I’m in no way recommending IBM now either. While the company has continually transformed itself over decades (their focus now is cloud computing, AI including technology research, consulting, software). They were once the computer industry behemoth which has now been dwarfed by Apple and Microsoft (IBM’s current day market capitalization as of todays market close is around $235 billion versus Apple’s $3.1 trillion and Microsoft’s $3.9 trillion market caps). This was after IBM sold off their lower margin units including their personal computer hardware business (to Lenovo) and later spinning off their enterprise services division into a new company (Kyndryl Holding); I still have those shares of KD as I am undecided on them.
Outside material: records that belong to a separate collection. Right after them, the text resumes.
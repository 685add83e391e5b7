//! Career tools library: resume, skills-gap and salary scoring engines

pub mod cli;
pub mod config;
pub mod error;
pub mod input;
pub mod output;
pub mod processing;
pub mod roles;
pub mod salary;

pub use config::Config;
pub use error::{CareerToolsError, Result};
pub use processing::analyzer::{analyze_resume, analyze_skills_gap, AnalysisEngine, AnalysisKind};
pub use processing::recommendation::{get_score_label, recommend, score_label, ColorHint, ScoreLabel};
pub use processing::scorer::{score, AnalysisResult, CategoryResult, KeywordMatch, KeywordScorer};
pub use processing::taxonomy::{KeywordCategory, Taxonomy};
pub use processing::text_matcher::{count_matches, KeywordMatcher};
pub use roles::{ExperienceLevel, Location, Role};
pub use salary::{calculate_salary, compare_cities, CityComparison, SalaryCalculator, SalaryRange, SalaryResult};
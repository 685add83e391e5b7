//! Resume text extraction for the command-line caller
//! The scoring engine itself never touches files.

pub mod file_detector;
pub mod manager;
pub mod text_extractor;

pub use manager::InputManager;
//! Salary calculator: base ranges by role, experience and location plus skill bonuses

pub mod calculator;
pub mod tables;

pub use calculator::{calculate_salary, compare_cities, CityComparison, SalaryCalculator, SalaryResult, SkillImpact};
pub use tables::{SalaryRange, SalaryTables, SkillModifier};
IBM’s mainframe business (hardware) has seen a resurgence with AI. Their mainframes/minis are still mission critical and used in banking/financial and other sectors. But that stuff isn’t sexy/hype worthy for this Wall Street pump and dump routine (or I would put this more like IBM has long been viewed as this business of “suits”; reliable but hard to get the investment crowd hyped up about).
The point is that I have no idea where the “puck” is already heading towards where that “new” thing of today (or maybe one of those being researched for decades) is what will pay off those huge dividends a decade from now. Some folks are suggesting quantum computing (another area that companies like IBM have long been doing research in) or superconductor technology (which would add another breakthrough for computing tech). Optical interconnects at the chip level is another area that could offer that tech breakthrough but I have no crystal ball in any of this (and I am no longer having to perform a lot of my own research/due diligence since I no longer have any interest in investing since what I have is already working for me).